--- Working data ---

//! Header line recognition for bracketed transcripts.
//!
//! A header line opens a new message:
//!
//! ```text
//! [DD/MM/YY, H:MM:SS AM] Sender: Content
//! [DD/MM/YY, H:MM PM] Sender: Content
//! ```
//!
//! Each accepted shape is a [`HeaderPattern`]. A [`LineClassifier`] tries the
//! patterns in priority order (seconds first) and returns a typed
//! [`LineKind`] for every line.

use chrono::{NaiveDate, NaiveDateTime, NaiveTime};
use regex::Regex;
use tracing::debug;

/// Characters some exporters prepend to lines (LRM, RLM, BOM).
const DIRECTION_MARKS: &[char] = &['\u{200E}', '\u{200F}', '\u{FEFF}'];

/// Header shapes, in the order they are tried.
#[derive(Debug, Clone, Copy, PartialEq, Eq, Hash)]
pub enum HeaderPattern {
    /// `[01/02/23, 10:30:45 AM] Alice: Hello`
    WithSeconds,
    /// `[01/02/23, 10:30 AM] Alice: Hello`
    WithoutSeconds,
}

impl HeaderPattern {
    /// Returns the regex for this header shape.
    ///
    /// Named groups: `date`, `time`, `sender`, `content`.
    pub fn pattern(self) -> &'static str {
        match self {
            HeaderPattern::WithSeconds => {
                r"^\[(?P<date>\d{1,2}/\d{1,2}/(?:\d{4}|\d{2})),\s(?P<time>\d{1,2}:\d{2}:\d{2}\s?[AaPp][Mm])\]\s(?P<sender>[^:]+):\s?(?P<content>.*)$"
            }
            HeaderPattern::WithoutSeconds => {
                r"^\[(?P<date>\d{1,2}/\d{1,2}/(?:\d{4}|\d{2})),\s(?P<time>\d{1,2}:\d{2}\s?[AaPp][Mm])\]\s(?P<sender>[^:]+):\s?(?P<content>.*)$"
            }
        }
    }

    /// Returns all header shapes in priority order.
    pub fn all() -> &'static [HeaderPattern] {
        &[HeaderPattern::WithSeconds, HeaderPattern::WithoutSeconds]
    }
}

/// Fields captured from a header line.
#[derive(Debug, Clone, PartialEq, Eq)]
pub struct HeaderFields<'a> {
    /// Which shape matched.
    pub pattern: HeaderPattern,
    /// Date text as written.
    pub date_text: &'a str,
    /// Time text as written, including the designator.
    pub time_text: &'a str,
    /// Sender with surrounding whitespace removed.
    pub sender: &'a str,
    /// Content after the `Sender: ` prefix.
    pub content: &'a str,
    /// Parsed instant; `None` if the components are not a real date/time.
    pub timestamp: Option<NaiveDateTime>,
}

/// Classification of a single transcript line.
#[derive(Debug, Clone, PartialEq, Eq)]
pub enum LineKind<'a> {
    /// Empty or whitespace-only.
    Blank,
    /// Starts a new message.
    Header(HeaderFields<'a>),
    /// Anything else: a continuation if a message is open, an orphan otherwise.
    Text(&'a str),
}

/// One compiled header shape.
#[derive(Debug, Clone)]
pub struct HeaderMatcher {
    pattern: HeaderPattern,
    regex: Regex,
}

impl HeaderMatcher {
    /// Compiles the regex for `pattern`.
    pub fn new(pattern: HeaderPattern) -> Result<Self, regex::Error> {
        Ok(Self {
            pattern,
            regex: Regex::new(pattern.pattern())?,
        })
    }

    /// Returns the shape this matcher recognizes.
    pub fn pattern(&self) -> HeaderPattern {
        self.pattern
    }

    /// Returns `true` if `line` has this header shape.
    pub fn matches(&self, line: &str) -> bool {
        self.regex.is_match(line)
    }

    /// Extracts header fields from `line`.
    pub fn match_line<'a>(&self, line: &'a str) -> Option<HeaderFields<'a>> {
        let caps = self.regex.captures(line)?;
        let date_text = caps.name("date").map_or("", |m| m.as_str());
        let time_text = caps.name("time").map_or("", |m| m.as_str());
        let sender = caps.name("sender").map_or("", |m| m.as_str().trim());
        let content = caps.name("content").map_or("", |m| m.as_str());

        let timestamp = parse_header_timestamp(date_text, time_text);
        if timestamp.is_none() {
            debug!(date = date_text, time = time_text, "header timestamp is not a valid instant");
        }

        Some(HeaderFields {
            pattern: self.pattern,
            date_text,
            time_text,
            sender,
            content,
            timestamp,
        })
    }
}

/// Ordered list of header matchers.
#[derive(Debug, Clone)]
pub struct LineClassifier {
    matchers: Vec<HeaderMatcher>,
    strip_direction_marks: bool,
}

impl LineClassifier {
    /// Builds a classifier for every [`HeaderPattern`] in priority order.
    pub fn new(strip_direction_marks: bool) -> Result<Self, regex::Error> {
        Self::with_patterns(HeaderPattern::all(), strip_direction_marks)
    }

    /// Builds a classifier trying `patterns` in the given order.
    pub fn with_patterns(
        patterns: &[HeaderPattern],
        strip_direction_marks: bool,
    ) -> Result<Self, regex::Error> {
        let matchers = patterns
            .iter()
            .map(|&p| HeaderMatcher::new(p))
            .collect::<Result<Vec<_>, _>>()?;
        Ok(Self {
            matchers,
            strip_direction_marks,
        })
    }

    /// Classifies one line. The first matching pattern wins.
    pub fn classify<'a>(&self, line: &'a str) -> LineKind<'a> {
        if line.trim().is_empty() {
            return LineKind::Blank;
        }

        let candidate = if self.strip_direction_marks {
            line.trim_start_matches(DIRECTION_MARKS)
        } else {
            line
        };

        self.matchers
            .iter()
            .find_map(|m| m.match_line(candidate))
            .map_or(LineKind::Text(line), LineKind::Header)
    }
}

/// 12-hour clock designator.
#[derive(Debug, Clone, Copy, PartialEq, Eq)]
pub enum Meridiem {
    Am,
    Pm,
}

impl Meridiem {
    /// Converts a 12-hour clock hour to 24-hour time.
    ///
    /// `12 AM` is midnight (0) and `12 PM` is noon (12); other PM hours gain 12.
    /// Out-of-range hours are converted arithmetically and rejected later.
    pub fn to_24_hour(self, hour: u32) -> u32 {
        match (self, hour) {
            (Meridiem::Am, 12) => 0,
            (Meridiem::Pm, 12) => 12,
            (Meridiem::Pm, h) => h.saturating_add(12),
            (Meridiem::Am, h) => h,
        }
    }
}

/// Parses header date and time texts into an instant.
///
/// Dates are `DD/MM/YY` (two-digit years become `2000 + YY`) or `DD/MM/YYYY`.
/// Times are `H:MM[:SS]` followed by `AM`/`PM`; without a designator the
/// clock is read as 24-hour. Returns `None` when a component is not numeric
/// or the result is not a calendar-valid instant.
///
/// # Example
///
/// ```rust
/// use chatpulse::parsing::parse_header_timestamp;
/// use chrono::{Datelike, Timelike};
///
/// let ts = parse_header_timestamp("01/02/23", "9:15 PM").unwrap();
/// assert_eq!((ts.year(), ts.month(), ts.day()), (2023, 2, 1));
/// assert_eq!(ts.hour(), 21);
///
/// assert!(parse_header_timestamp("31/02/23", "9:15 PM").is_none());
/// ```
pub fn parse_header_timestamp(date_text: &str, time_text: &str) -> Option<NaiveDateTime> {
    let date = parse_header_date(date_text)?;
    let time = parse_header_time(time_text)?;
    Some(date.and_time(time))
}

/// Parses `DD/MM/YY` or `DD/MM/YYYY`.
pub fn parse_header_date(text: &str) -> Option<NaiveDate> {
    let mut parts = text.trim().split('/');
    let day: u32 = parts.next()?.parse().ok()?;
    let month: u32 = parts.next()?.parse().ok()?;
    let year_text = parts.next()?;
    if parts.next().is_some() {
        return None;
    }

    let year: i32 = year_text.parse().ok()?;
    let year = if year_text.len() <= 2 { 2000 + year } else { year };

    NaiveDate::from_ymd_opt(year, month, day)
}

/// Parses `H:MM[:SS] [AM|PM]`; seconds default to 0.
pub fn parse_header_time(text: &str) -> Option<NaiveTime> {
    let (clock, meridiem) = split_meridiem(text.trim());

    let mut parts = clock.split(':');
    let hour: u32 = parts.next()?.parse().ok()?;
    let minute: u32 = parts.next()?.parse().ok()?;
    let second: u32 = match parts.next() {
        Some(s) => s.parse().ok()?,
        None => 0,
    };
    if parts.next().is_some() {
        return None;
    }

    let hour = meridiem.map_or(hour, |m| m.to_24_hour(hour));
    NaiveTime::from_hms_opt(hour, minute, second)
}

fn split_meridiem(text: &str) -> (&str, Option<Meridiem>) {
    let Some(split) = text.len().checked_sub(2) else {
        return (text, None);
    };
    if !text.is_char_boundary(split) {
        return (text, None);
    }

    let (clock, suffix) = text.split_at(split);
    let meridiem = if suffix.eq_ignore_ascii_case("am") {
        Meridiem::Am
    } else if suffix.eq_ignore_ascii_case("pm") {
        Meridiem::Pm
    } else {
        return (text, None);
    };

    (clock.trim_end(), Some(meridiem))
}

---

--- Required action ---
Scan the lines above for the word "Error" and copy every one where it occurs.

--- Output below ---
    pub fn new(pattern: HeaderPattern) -> Result<Self, regex::Error> {
    pub fn new(strip_direction_marks: bool) -> Result<Self, regex::Error> {
    ) -> Result<Self, regex::Error> {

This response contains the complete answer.